Prescription drug misuse facts for First Nations communities in Canada
- In the 2002–2003 Regional Health Survey, the non-medical use of psychoactive pharmaceuticals (including codeine, morphine and opiates) ranked second, after marijuana.
- 12.2% of the population reported the use of psychoactive pharmaceuticals over the past year.
First Nations Information Governance Committee (FNIGC). (2007). First Nations Regional Longitudinal Health Survey 2002/03. Ottawa: Assembly of First Nations/FNIGC.
A pan-Canadian strategy to address prescription drug misuse
In February 2012, CCSA hosted a National Dialogue on Prescription Drug Misuse, bringing together stakeholders and decision makers—including regulatory bodies, policy makers, industry, researchers, federal, provincial and territorial governments, primary care professionals, pharmacists, First Nations and Inuit providers, enforcement officers, and addiction and pain specialists—to collectively identify issues and generate possible solutions to address prescription drug misuse in Canada.
Outcomes from this meeting included support for CCSA to lead the development of a national strategy to address prescription drug misuse. This strategy will take a balanced approach, recognizing the multiple perspectives and stakeholders involved in this complex issue. We encourage safer use and greater awareness of pharmaceutical medicines to maximize therapeutic benefits while also minimizing harms.

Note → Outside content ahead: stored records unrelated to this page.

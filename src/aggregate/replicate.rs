//! Fine-grained replicate totals.

use super::{group_rows, reduce, text_part, weight_part, AggregateOp, GroupColumn, KeyPart, Keyed, REPLICATE_COLUMNS};
use crate::data::{MeasurementRow, WeightType};
use serde::{Deserialize, Serialize};

/// Total abundance of one identifier in one replicate channel.
#[derive(Debug, Clone, PartialEq, Serialize, Deserialize)]
pub struct ReplicateValue {
    pub identifier: String,
    pub experiment: String,
    pub bio_rep: u32,
    pub tech_rep: u32,
    pub weight: Option<WeightType>,
    /// Summed abundance; NaN if any contributing measurement was missing.
    pub value: f64,
    /// Number of measurement rows summed.
    pub n_rows: usize,
}

impl ReplicateValue {
    /// Create a replicate value from one row.
    pub fn new(identifier: &str, experiment: &str, bio_rep: u32, tech_rep: u32, value: f64) -> Self {
        Self {
            identifier: identifier.to_string(),
            experiment: experiment.to_string(),
            bio_rep,
            tech_rep,
            weight: None,
            value,
            n_rows: 1,
        }
    }

    /// Set the isotope channel.
    pub fn weight(mut self, weight: WeightType) -> Self {
        self.weight = Some(weight);
        self
    }

    /// Check whether the value is usable for ratios and normalization.
    pub fn is_valid(&self) -> bool {
        self.value.is_finite()
    }
}

impl Keyed for ReplicateValue {
    fn key_part(&self, column: GroupColumn) -> Option<KeyPart> {
        match column {
            GroupColumn::Identifier => text_part(&self.identifier),
            GroupColumn::Experiment => text_part(&self.experiment),
            GroupColumn::BioRep => Some(KeyPart::Ordinal(self.bio_rep)),
            GroupColumn::TechRep => Some(KeyPart::Ordinal(self.tech_rep)),
            GroupColumn::Weight => Some(weight_part(self.weight)),
        }
    }
}

/// Sum abundance per (identifier, experiment, biological replicate,
/// technical replicate, weight).
pub fn replicate_values(rows: &[MeasurementRow]) -> Vec<ReplicateValue> {
    group_rows(rows, &REPLICATE_COLUMNS)
        .into_values()
        .filter_map(|members| {
            let first = members.first()?;
            let values: Vec<f64> = members.iter().map(|r| r.abundance).collect();
            Some(ReplicateValue {
                identifier: first.identifier.clone(),
                experiment: first.experiment.clone(),
                bio_rep: first.bio_rep?,
                tech_rep: first.tech_rep?,
                weight: first.weight,
                value: reduce(&values, AggregateOp::Sum),
                n_rows: members.len(),
            })
        })
        .collect()
}
//! Removal of identifier/experiment groups that fail consistency checks.
//!
//! Flagging is separated from filtering: [`ViolationIndex`] records which
//! (identifier, experiment) groups fail each check, and
//! [`filter_violations`] drops result rows touching a flagged group for the
//! selected modes. A flagged reference group removes every comparison of
//! that identifier.

use crate::aggregate::{group_rows, select_groups, GroupColumn, GroupKey, ReplicateValue};
use crate::data::{DifferentialResultSet, MeasurementRow, WeightType};
use serde::{Deserialize, Serialize};
use std::collections::BTreeSet;

/// Default absolute light/heavy log2 ratio beyond which a group is flagged.
pub const DEFAULT_LIGHT_HEAVY_THRESHOLD: f64 = 1.0;

/// A consistency check.
#[derive(Debug, Clone, Copy, PartialEq, Eq, Hash, Serialize, Deserialize)]
#[serde(rename_all = "snake_case")]
pub enum ViolationMode {
    /// Light and heavy channels disagree beyond the configured band.
    LightHeavyRatio,
    /// The upstream pipeline annotated a violation type.
    PipelineType,
    /// No filtering.
    None,
}

impl std::str::FromStr for ViolationMode {
    type Err = String;

    fn from_str(s: &str) -> std::result::Result<Self, Self::Err> {
        match s.to_ascii_lowercase().as_str() {
            "lh" | "light_heavy" | "light_heavy_ratio" => Ok(Self::LightHeavyRatio),
            "xt" | "pipeline" | "pipeline_type" => Ok(Self::PipelineType),
            "none" => Ok(Self::None),
            other => Err(format!("unknown violation filter '{}'", other)),
        }
    }
}

type PairKey = (String, String);

/// Flagged (identifier, experiment) groups per check.
#[derive(Debug, Clone, Default)]
pub struct ViolationIndex {
    light_heavy: BTreeSet<PairKey>,
    pipeline_type: BTreeSet<PairKey>,
}

impl ViolationIndex {
    /// Evaluate all checks.
    pub fn build(rows: &[MeasurementRow], values: &[ReplicateValue], light_heavy_threshold: f64) -> Self {
        Self {
            light_heavy: light_heavy_violations(values, light_heavy_threshold),
            pipeline_type: pipeline_type_violations(rows),
        }
    }

    /// Groups flagged by `mode`.
    pub fn flagged(&self, mode: ViolationMode) -> Option<&BTreeSet<PairKey>> {
        match mode {
            ViolationMode::LightHeavyRatio => Some(&self.light_heavy),
            ViolationMode::PipelineType => Some(&self.pipeline_type),
            ViolationMode::None => None,
        }
    }

    fn is_flagged(&self, mode: ViolationMode, id: &str, exp: &str) -> bool {
        self.flagged(mode)
            .map(|set| set.contains(&(id.to_string(), exp.to_string())))
            .unwrap_or(false)
    }
}

/// Rows removed per check. A row failing several checks counts once in
/// `removed` and once per failing check.
#[derive(Debug, Clone, Default, PartialEq, Eq, Serialize, Deserialize)]
pub struct ViolationReport {
    pub removed: usize,
    pub light_heavy: usize,
    pub pipeline_type: usize,
}

/// Groups whose light/heavy log2 ratio lies outside `[-threshold, threshold]`.
///
/// Only groups with a positive mean in both channels are evaluated.
pub fn light_heavy_violations(values: &[ReplicateValue], threshold: f64) -> BTreeSet<PairKey> {
    let groups = group_rows(values, &[GroupColumn::Identifier, GroupColumn::Experiment]);
    let flagged = select_groups(&groups, |members| {
        let channel_mean = |w: WeightType| {
            let v: Vec<f64> = members
                .iter()
                .filter(|m| m.weight == Some(w) && m.is_valid())
                .map(|m| m.value)
                .collect();
            (!v.is_empty()).then(|| v.iter().sum::<f64>() / v.len() as f64)
        };
        match (channel_mean(WeightType::Light), channel_mean(WeightType::Heavy)) {
            (Some(l), Some(h)) if l > 0.0 && h > 0.0 => (l / h).log2().abs() > threshold,
            _ => false,
        }
    });
    to_pairs(flagged)
}

/// Groups with at least one row carrying a violation annotation.
pub fn pipeline_type_violations(rows: &[MeasurementRow]) -> BTreeSet<PairKey> {
    let groups = group_rows(rows, &[GroupColumn::Identifier, GroupColumn::Experiment]);
    let flagged = select_groups(&groups, |members| {
        members
            .iter()
            .any(|r| r.violation.as_deref().is_some_and(|v| !v.is_empty()))
    });
    to_pairs(flagged)
}

fn to_pairs(keys: BTreeSet<GroupKey>) -> BTreeSet<PairKey> {
    keys.into_iter()
        .filter_map(|key| match key.as_slice() {
            [id, exp] => Some((id.to_string(), exp.to_string())),
            _ => None,
        })
        .collect()
}

/// Drop result rows whose group, or whose identifier's reference group,
/// is flagged by any of `modes`.
pub fn filter_violations(
    results: DifferentialResultSet,
    index: &ViolationIndex,
    modes: &[ViolationMode],
) -> (DifferentialResultSet, ViolationReport) {
    let mut report = ViolationReport::default();
    let kept = results
        .results
        .into_iter()
        .filter(|r| {
            let fails = |mode: ViolationMode| {
                modes.contains(&mode)
                    && (index.is_flagged(mode, &r.identifier, &r.experiment)
                        || index.is_flagged(mode, &r.identifier, &r.reference))
            };
            let lh = fails(ViolationMode::LightHeavyRatio);
            let xt = fails(ViolationMode::PipelineType);
            report.light_heavy += lh as usize;
            report.pipeline_type += xt as usize;
            report.removed += (lh || xt) as usize;
            !(lh || xt)
        })
        .collect();

    tracing::info!(
        removed = report.removed,
        light_heavy = report.light_heavy,
        pipeline_type = report.pipeline_type,
        "applied violation filters"
    );
    (DifferentialResultSet::new(kept), report)
}
//! Column registry for measurement and result tables.
//!
//! Every component receives a `&Schema` instead of hard-coding column names,
//! so the same engine can run against differently labelled exports.

use serde::{Deserialize, Serialize};

/// Identifier granularity used as the grouping key.
#[derive(Debug, Clone, Copy, PartialEq, Eq, Hash, Default, Serialize, Deserialize)]
#[serde(rename_all = "lowercase")]
pub enum IdLevel {
    /// Fine-grained peptide-level identifier.
    Uid,
    /// Coarse cross-link-level identifier.
    #[default]
    Uxid,
}

impl IdLevel {
    /// Get the descriptive name.
    pub fn name(&self) -> &'static str {
        match self {
            Self::Uid => "uID",
            Self::Uxid => "uxID",
        }
    }
}

impl std::str::FromStr for IdLevel {
    type Err = String;

    fn from_str(s: &str) -> std::result::Result<Self, Self::Err> {
        match s.to_ascii_lowercase().as_str() {
            "uid" => Ok(Self::Uid),
            "uxid" => Ok(Self::Uxid),
            other => Err(format!("unknown identifier level '{}'", other)),
        }
    }
}

/// Column names of raw measurement tables and differential result tables.
#[derive(Debug, Clone, PartialEq, Eq, Serialize, Deserialize)]
#[serde(default)]
pub struct Schema {
    // === Raw measurement columns ===
    /// Fine identifier column.
    pub uid: String,
    /// Coarse identifier column.
    pub uxid: String,
    /// Experiment label.
    pub experiment: String,
    /// Biological replicate ordinal.
    pub bio_rep: String,
    /// Technical replicate ordinal.
    pub tech_rep: String,
    /// Isotope channel (`light`/`heavy`).
    pub weight_type: String,
    /// Abundance (MS1 area).
    pub abundance: String,
    /// Link type (`monolink`/`xlink`/`intralink`).
    pub link_type: String,
    /// Upstream violation annotation.
    pub violation: String,

    // === Result columns ===
    /// Identifier column of result tables.
    pub result_id: String,
    /// Experiment column of result tables.
    pub result_experiment: String,
    /// Reference experiment column.
    pub reference: String,
    /// Log2 ratio column.
    pub log2_ratio: String,
    /// Raw p-value column.
    pub p_value: String,
    /// Corrected p-value column.
    pub fdr: String,
    /// Provenance column added during reconciliation.
    pub origin: String,
}

impl Default for Schema {
    fn default() -> Self {
        Self {
            uid: "b_peptide_uID".to_string(),
            uxid: "b_peptide_uxID".to_string(),
            experiment: "exp_name".to_string(),
            bio_rep: "exp_biol_rep".to_string(),
            tech_rep: "exp_tech_rep".to_string(),
            weight_type: "weight_type".to_string(),
            abundance: "ms1_area_sum".to_string(),
            link_type: "link_type".to_string(),
            violation: "violation".to_string(),
            result_id: "uxID".to_string(),
            result_experiment: "experiment".to_string(),
            reference: "ref_experiment".to_string(),
            log2_ratio: "log2ratio".to_string(),
            p_value: "pvalue".to_string(),
            fdr: "fdr".to_string(),
            origin: "origin".to_string(),
        }
    }
}

impl Schema {
    /// Raw identifier column for a grouping level.
    pub fn id_column(&self, level: IdLevel) -> &str {
        match level {
            IdLevel::Uid => &self.uid,
            IdLevel::Uxid => &self.uxid,
        }
    }
}

#[cfg(test)]
mod tests {
    use super::*;

    #[test]
    fn test_id_column_by_level() {
        let schema = Schema::default();
        assert_eq!(schema.id_column(IdLevel::Uid), "b_peptide_uID");
        assert_eq!(schema.id_column(IdLevel::Uxid), "b_peptide_uxID");
    }

    #[test]
    fn test_level_parse() {
        assert_eq!("uxID".parse::<IdLevel>().unwrap(), IdLevel::Uxid);
        assert_eq!("uid".parse::<IdLevel>().unwrap(), IdLevel::Uid);
        assert!("protein".parse::<IdLevel>().is_err());
    }

    #[test]
    fn test_partial_yaml_keeps_defaults() {
        let schema: Schema = serde_yaml::from_str("abundance: area\n").unwrap();
        assert_eq!(schema.abundance, "area");
        assert_eq!(schema.experiment, "exp_name");
    }
}
//! xlq - Cross-link quantification CLI
//!
//! Command-line interface for quantifying raw cross-link tables and for
//! reconciling the results against another pipeline's output.

use clap::{Args, Parser, Subcommand};
use crosslink_quant::data::{
    detect_input, DifferentialResultSet, ExperimentMean, IdLevel, InputKind, LinkType, MeasurementTable, Whitelist,
};
use crosslink_quant::error::{QuantError, Result};
use crosslink_quant::filter::ViolationMode;
use crosslink_quant::impute::ImputeStrategy;
use crosslink_quant::normalize::NormalizationMode;
use crosslink_quant::pipeline::{run_quantification, QuantConfig, Quantification};
use crosslink_quant::reconcile::{reconcile, Stage, DEFAULT_SIG_DIGITS};
use crosslink_quant::test::VarianceModel;
use std::path::{Path, PathBuf};
use tracing_subscriber::{fmt, prelude::*, EnvFilter};

/// Origin label of rows computed here.
const COMPUTED_ORIGIN: &str = "bag";
/// Origin label of rows read from a reference result table.
const REFERENCE_ORIGIN: &str = "analyzer_quant";

/// Cross-link MS quantification
#[derive(Parser)]
#[command(name = "xlq")]
#[command(author, version, about, long_about = None)]
struct Cli {
    #[command(subcommand)]
    command: Commands,
}

/// Options shared by quantify and compare. Flags override the config file.
#[derive(Args, Debug, Clone)]
struct QuantArgs {
    /// Path to a YAML configuration (see `xlq example`)
    #[arg(long)]
    config: Option<PathBuf>,

    /// Keep only one link type: monolink, xlink or intralink
    #[arg(short = 'f', long = "filter")]
    link_type: Option<LinkType>,

    /// Experiments to keep; the reference is always kept
    #[arg(short = 'e', long, num_args = 1..)]
    experiments: Option<Vec<String>>,

    /// Impute missing values (experiment minimum unless --impute-strategy is given)
    #[arg(short = 'i', long)]
    impute: bool,

    /// Imputation estimator: group_min, exp_min or a floor value; implies --impute
    #[arg(long = "impute-strategy")]
    impute_strategy: Option<ImputeStrategy>,

    /// Include technical replicates in the p-value calculation
    #[arg(short = 't', long = "incl-tech")]
    incl_tech: bool,

    /// Normalize replicates to their mean experimental area
    #[arg(long = "norm-replicates")]
    norm_replicates: bool,

    /// Experiment normalization: yes (default method), xt (analyzer method) or no
    #[arg(long = "norm-experiments")]
    norm_experiments: Option<String>,

    /// Violation filters: lh (light/heavy ratio), xt (pipeline type), none
    #[arg(short = 'v', long, num_args = 1..)]
    violations: Option<Vec<ViolationMode>>,

    /// Table of allowed identifiers
    #[arg(short = 'w', long)]
    whitelist: Option<PathBuf>,

    /// Reference experiment (default: first experiment in the input)
    #[arg(short = 'r', long)]
    reference: Option<String>,

    /// Variance model of the t-test: pooled or welch
    #[arg(long)]
    variance: Option<VarianceModel>,

    /// Identifier level: uxid or uid
    #[arg(long)]
    level: Option<IdLevel>,
}

#[derive(Subcommand)]
enum Commands {
    /// Quantify a raw measurement table into a result table
    Quantify {
        /// Raw measurement table (.csv, or tab-delimited .xls)
        input: PathBuf,

        /// Output path for results CSV
        #[arg(short, long, default_value = "quant.csv")]
        output: PathBuf,

        /// Format of the per-experiment summary: text or json
        #[arg(long, default_value = "text")]
        format: String,

        #[command(flatten)]
        args: QuantArgs,
    },

    /// Quantify raw tables and reconcile against a reference result table
    Compare {
        /// Raw measurement tables and one or more reference result tables
        #[arg(required = true, num_args = 2..)]
        inputs: Vec<PathBuf>,

        /// Base name of the stage tables
        #[arg(short, long, default_value = "comparison")]
        output: PathBuf,

        /// Significant figures compared
        #[arg(long, default_value_t = DEFAULT_SIG_DIGITS)]
        sig: usize,

        #[command(flatten)]
        args: QuantArgs,
    },

    /// Write a default configuration file
    Example {
        /// Output path for the YAML configuration
        #[arg(short, long, default_value = "quant.yaml")]
        output: PathBuf,
    },
}

fn configure_log() {
    let subscriber = tracing_subscriber::registry().with(
        fmt::layer().compact().with_writer(std::io::stderr).with_filter(
            EnvFilter::builder()
                .with_default_directive(tracing::Level::INFO.into())
                .from_env_lossy(),
        ),
    );
    subscriber.init();
}

fn main() {
    configure_log();
    let cli = Cli::parse();

    let result = match cli.command {
        Commands::Quantify {
            input,
            output,
            format,
            args,
        } => cmd_quantify(&input, &output, &format, &args),

        Commands::Compare {
            inputs,
            output,
            sig,
            args,
        } => cmd_compare(&inputs, &output, sig, &args),

        Commands::Example { output } => cmd_example(&output),
    };

    if let Err(e) = result {
        eprintln!("Error: {}", e);
        std::process::exit(1);
    }
}

/// Merge the config file and command-line flags.
fn load_config(args: &QuantArgs) -> Result<QuantConfig> {
    let mut config = match &args.config {
        Some(path) => {
            eprintln!("Loading configuration from {:?}...", path);
            QuantConfig::from_file(path)?
        }
        None => QuantConfig::default(),
    };

    if let Some(level) = args.level {
        config.level = level;
    }
    if let Some(link_type) = args.link_type {
        config.link_type = Some(link_type);
    }
    if let Some(experiments) = &args.experiments {
        config.experiments = Some(experiments.clone());
    }
    if let Some(strategy) = args.impute_strategy {
        config.impute = Some(strategy);
    } else if args.impute && config.impute.is_none() {
        config.impute = Some(ImputeStrategy::ExperimentMinimum);
    }
    if args.incl_tech {
        config.include_technical = true;
    }
    if let Some(violations) = &args.violations {
        config.violations = violations.clone();
    }
    if let Some(reference) = &args.reference {
        config.reference_experiment = Some(reference.clone());
    }
    if let Some(variance) = args.variance {
        config.variance = variance;
    }

    let mut modes = Vec::new();
    if args.norm_replicates || config.normalization.contains(&NormalizationMode::PerReplicateMean) {
        modes.push(NormalizationMode::PerReplicateMean);
    }
    match &args.norm_experiments {
        Some(switch) => match NormalizationMode::from_experiment_switch(switch)? {
            NormalizationMode::None => {}
            mode => modes.push(mode),
        },
        None => modes.extend(config.normalization.iter().copied().filter(|m| {
            matches!(
                m,
                NormalizationMode::PerExperimentDefault | NormalizationMode::PerExperimentXtractCompatible
            )
        })),
    }
    config.normalization = modes;

    config.validate()?;
    Ok(config)
}

fn load_whitelist(args: &QuantArgs, config: &QuantConfig) -> Result<Option<Whitelist>> {
    args.whitelist
        .as_ref()
        .map(|path| {
            eprintln!("Loading whitelist from {:?}...", path);
            Whitelist::from_csv(path, &config.schema, config.level)
        })
        .transpose()
}

fn quantify(table: &MeasurementTable, args: &QuantArgs, config: &QuantConfig) -> Result<Quantification> {
    let whitelist = load_whitelist(args, config)?;
    eprintln!(
        "Quantifying {} rows in {} experiments...",
        table.len(),
        table.experiments().len()
    );
    let out = run_quantification(table, config, whitelist)?;

    let report = &out.report;
    eprintln!("  Reference experiment: {}", report.reference);
    for norm in &report.normalization {
        if norm.excluded_values > 0 {
            eprintln!(
                "  {:?}: {} values excluded for undefined factors",
                norm.mode, norm.excluded_values
            );
        }
    }
    if let Some(v) = &report.violations {
        eprintln!(
            "  Violations removed: {} (light/heavy {}, pipeline type {})",
            v.removed, v.light_heavy, v.pipeline_type
        );
    }
    Ok(out)
}

fn print_experiment_means(means: &[ExperimentMean], format: &str) -> Result<()> {
    match format {
        "json" => println!("{}", serde_json::to_string_pretty(means)?),
        _ => {
            println!("Mean values for experiments:");
            println!("{:<20} {:>8} {:>12} {:>12} {:>12}", "experiment", "n", "log2ratio", "pvalue", "fdr");
            for m in means {
                println!(
                    "{:<20} {:>8} {:>12.6} {:>12.6} {:>12.6}",
                    m.experiment, m.n, m.log2_ratio, m.p_value, m.fdr
                );
            }
        }
    }
    Ok(())
}

/// Quantify one raw table
fn cmd_quantify(input: &Path, output: &Path, format: &str, args: &QuantArgs) -> Result<()> {
    let config = load_config(args)?;

    eprintln!("Loading measurements from {:?}...", input);
    let table = MeasurementTable::from_csv(input, &config.schema, config.level, &config.missing_token)?;

    let out = quantify(&table, args, &config)?;
    print_experiment_means(&out.results.experiment_means(), format)?;

    out.results.to_csv(output, &config.schema)?;
    eprintln!("Results written to {:?}", output);
    eprint!("{}", out.results.summary());
    Ok(())
}

/// Quantify raw tables and reconcile with reference results
fn cmd_compare(inputs: &[PathBuf], output: &Path, sig: usize, args: &QuantArgs) -> Result<()> {
    let config = load_config(args)?;

    let mut raw_tables = Vec::new();
    let mut reference_rows = Vec::new();
    for path in inputs {
        match detect_input(path, &config.schema)? {
            InputKind::Measurements => {
                eprintln!("Loading measurements from {:?}...", path);
                raw_tables.push(MeasurementTable::from_csv(
                    path,
                    &config.schema,
                    config.level,
                    &config.missing_token,
                )?);
            }
            InputKind::Results => {
                eprintln!("Loading reference results from {:?}...", path);
                let set = DifferentialResultSet::from_csv(path, &config.schema, &config.missing_token)?;
                reference_rows.extend(set.results);
            }
        }
    }
    if raw_tables.is_empty() {
        return Err(QuantError::MissingOrigin("no raw measurement table supplied".to_string()));
    }
    if reference_rows.is_empty() {
        return Err(QuantError::MissingOrigin("no reference result table supplied".to_string()));
    }

    let table = MeasurementTable::concat(raw_tables)?;
    let computed = quantify(&table, args, &config)?.results;
    let reference = DifferentialResultSet::new(reference_rows);

    let rec = reconcile(computed, COMPUTED_ORIGIN, reference, REFERENCE_ORIGIN, sig)?;
    for report in &rec.stages {
        println!(
            "{:<12} {:>8} -> {:>8} rows ({} dropped)",
            report.stage.name(),
            report.rows_before,
            report.rows_after,
            report.dropped()
        );
        if report.stage == Stage::Log2Equal {
            for (origin, p) in &report.mean_p_values {
                println!("    mean p-value {:<16} {:.6}", origin, p);
            }
        }
    }

    for path in rec.write_stages(output, &config.schema)? {
        eprintln!("Wrote {:?}", path);
    }
    Ok(())
}

/// Write the default configuration
fn cmd_example(output: &Path) -> Result<()> {
    let yaml = QuantConfig::default().to_yaml()?;
    std::fs::write(output, yaml)?;
    eprintln!("Example configuration written to {:?}", output);
    Ok(())
}

#[cfg(test)]
mod tests {
    use super::*;

    fn quant_args(argv: &[&str]) -> (PathBuf, QuantArgs) {
        match Cli::try_parse_from(argv).unwrap().command {
            Commands::Quantify { input, args, .. } => (input, args),
            _ => panic!("expected quantify"),
        }
    }

    #[test]
    fn test_impute_flag_takes_no_value() {
        let (input, args) = quant_args(&["xlq", "quantify", "-i", "data.csv"]);
        assert_eq!(input, PathBuf::from("data.csv"));
        assert!(args.impute);
        let config = load_config(&args).unwrap();
        assert_eq!(config.impute, Some(ImputeStrategy::ExperimentMinimum));
    }

    #[test]
    fn test_impute_strategy_implies_imputation() {
        let (_, args) = quant_args(&["xlq", "quantify", "data.csv", "--impute-strategy", "group_min"]);
        let config = load_config(&args).unwrap();
        assert_eq!(config.impute, Some(ImputeStrategy::GroupMinimum));

        let (_, args) = quant_args(&["xlq", "quantify", "data.csv"]);
        assert_eq!(load_config(&args).unwrap().impute, None);
    }
}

Initiatives to address pharmaceutical misuse
- Canadian Association of Chiefs of Police: CCSA endorsed the national Prescription Drug Drop-Off Day, held Saturday, May 11, 2013, which resulted in over two tons of unused medicines being turned in, preventing them from falling into the wrong hands.
- Speech from the Throne: Through the voice of His Excellency the Right Honourable David Johnston, Governor General of Canada, on October 16, 2013, the Government of Canada announced its intention to enlarge the scope of its National Anti-Drug Strategy to include the misuse of prescription drugs.
- House of Commons Standing Committee on Health (HESA): The Committee is studying the issue during the fall, 2013, conducting hearings with experts in the field. The report is expected to be released in early 2014. CCSA presented to HESA on November 20, 2013.